The retrieval models make use of an inverted index file structure. Instead of searching into a document, an inverted index is generated in advance for all the keywords in the document set. For each term, a pointer references to a linked list, which contains an entry for each document containing this term as well the term frequency in that document. The single key problem with this index is that volume of data involved cannot be held in the main memory. To solve this problem, the indexes are constructed in parallel and can be merged after a regular intervals.

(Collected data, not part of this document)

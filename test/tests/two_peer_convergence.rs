//! A peer joining mid-stream bootstraps from the heap of an established
//! peer, replays whatever arrived during the transfer, and converges.

use tangle_peer::{CallArg, Tangle, TangleConfig, TangleState};
use tangle_shared::PeerId;
use tangle_test::helpers::{settle, state_log, CounterMachine, MockNet};

const BINARY: &[u8] = b"\x00asm-counter-module";

fn fixed_step_tangle(config: TangleConfig) -> Tangle<CounterMachine> {
    Tangle::new(CounterMachine::new(Some(16.0)), BINARY.to_vec(), config)
}

#[test]
fn late_joiner_converges_on_the_established_state() {
    let net = MockNet::new();
    let a_id = PeerId::new(1);
    let b_id = PeerId::new(2);

    let mut a = fixed_step_tangle(TangleConfig::default());
    a.connect(net.join(a_id));
    a.receive_events();
    assert_eq!(a.state(), TangleState::Connected);

    // An established stream of calls before anyone else shows up.
    for _ in 0..10 {
        a.call("add", &[CallArg::Number(1.0)]);
    }

    let (callback, b_states) = state_log();
    let mut b = fixed_step_tangle(TangleConfig {
        on_state_change: Some(callback),
        ..TangleConfig::default()
    });
    b.connect(net.join(b_id));
    b.receive_events();

    // B found a peer to bootstrap from and is waiting on the heap.
    assert_eq!(b.state(), TangleState::RequestingHeap);

    // A keeps streaming while the heap request is still in flight; these
    // calls reach B before the heap does and must be buffered.
    a.call("add", &[CallArg::Number(1.0)]);
    a.call("add", &[CallArg::Number(1.0)]);

    settle(&mut [&mut a, &mut b]);

    assert_eq!(b.state(), TangleState::Connected);
    assert_eq!(
        b_states.borrow().as_slice(),
        &[TangleState::RequestingHeap, TangleState::Connected]
    );

    // Convergence: same counter, same memory image, same committed
    // history. The buffered calls were applied exactly once.
    assert_eq!(a.machine().counter(), 12.0);
    assert_eq!(b.machine().counter(), 12.0);
    assert_eq!(a.read_memory(0, 8), b.read_memory(0, 8));
    assert_eq!(
        a.machine().history_time_stamps(),
        b.machine().history_time_stamps()
    );

    // One ping/pong round has produced a usable round-trip estimate.
    let rtt = b.peer_record(a_id).unwrap().round_trip_time;
    assert!(rtt >= 0.0 && rtt < 10_000.0, "implausible rtt {rtt}");
}

#[test]
fn both_sides_track_each_others_call_watermarks() {
    let net = MockNet::new();
    let a_id = PeerId::new(1);
    let b_id = PeerId::new(2);

    let mut a = fixed_step_tangle(TangleConfig::default());
    a.connect(net.join(a_id));
    a.receive_events();

    let mut b = fixed_step_tangle(TangleConfig::default());
    b.connect(net.join(b_id));
    b.receive_events();
    settle(&mut [&mut a, &mut b]);

    a.call("add", &[CallArg::Number(3.0)]);
    settle(&mut [&mut a, &mut b]);

    // B saw A's call: its watermark for A is the call's time stamp, and
    // A's send watermark for B reflects the same bound.
    let b_view = b.peer_record(a_id).unwrap();
    assert!(b_view.last_received_message.is_finite());
    let a_view = a.peer_record(b_id).unwrap();
    assert!(a_view.last_sent_message >= b_view.last_received_message);

    assert_eq!(a.machine().counter(), 3.0);
    assert_eq!(b.machine().counter(), 3.0);
}
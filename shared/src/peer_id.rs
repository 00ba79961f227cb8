use std::fmt;

/// Identifies a peer within a room.
///
/// Ids are opaque and totally ordered. The only arithmetic the protocol
/// performs on them is the wrapping distance used to elect a departure
/// successor.
#[derive(Clone, Copy, Debug, PartialEq, Eq, PartialOrd, Ord, Hash)]
pub struct PeerId(u64);

impl PeerId {
    pub const fn new(raw: u64) -> Self {
        Self(raw)
    }

    pub const fn as_u64(self) -> u64 {
        self.0
    }

    /// The id's numeric form, as handed to module calls in place of the
    /// user-id argument sentinel. Lossy above 2^53; room implementations
    /// are expected to assign ids well below that.
    pub fn as_f64(self) -> f64 {
        self.0 as f64
    }

    /// Wrapping signed distance from `other` to `self`.
    ///
    /// signed_distance(5, 2) is 3; signed_distance(1, 2) is -1, including
    /// across the u64 wrap boundary.
    pub fn signed_distance(self, other: PeerId) -> i64 {
        self.0.wrapping_sub(other.0) as i64
    }

    /// How far above `base` this id sits, walking the id space cyclically.
    fn cyclic_distance_above(self, base: PeerId) -> u64 {
        self.0.wrapping_sub(base.0)
    }
}

impl fmt::Display for PeerId {
    fn fmt(&self, f: &mut fmt::Formatter<'_>) -> fmt::Result {
        write!(f, "{:x}", self.0)
    }
}

/// Elects the single peer responsible for announcing `departed`'s
/// departure: the remaining peer (the caller includes itself) closest
/// above the departed id.
///
/// "Above" wraps around the id space, so a departure always has exactly
/// one winner as long as any peer remains. Every peer observes the same
/// departure and applies the same election, so exactly one of them makes
/// the authoritative `peer_left` call. Returns `None` when `remaining`
/// is empty.
pub fn successor_of<I>(remaining: I, departed: PeerId) -> Option<PeerId>
where
    I: IntoIterator<Item = PeerId>,
{
    remaining
        .into_iter()
        .filter(|peer| *peer != departed)
        .min_by_key(|peer| peer.cyclic_distance_above(departed))
}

Yet, there is another method for IR that uses an approach based on the measure of semantic relatedness, applied to evaluate the relevance of a document with respect to a query in a given context. The approach makes use of structures like lexical chains, ontologies, and semantic networks. The semantic approach implements a context-based system, such that keywords are processed in the context of the information from which they are retrieved. This approach helps in solving semantic ambiguity, and results in giving a more accurate retrieval, that is based on the real-world interests of the user.

In most information retrievals, user queries are short and the natural language is inherently ambiguous, consequently, the retrieval is prone to errors and omissions. The most critical language issues are polysemy and synonymy. To resolve this, the query is expanded by appending the synonyms of query terms into the query, called Automatic Query Expansion (AQE).

When large volumes of data sets are involved or when the query volumes are high, one machine may be inadequate to support the users’ query load, even when the various enhancements and optimizations are carried out. For handling heavy load of users’ queries, a combination of distribution and replication is required. Distribution means, the document collection and their indexes are split across multiple machines (servers) and that answers to the query as a whole must be synthesized from the various collection components. Replication (or mirroring) involves making enough identical copies of the system so that the required query load can be handled at speed and accuracy.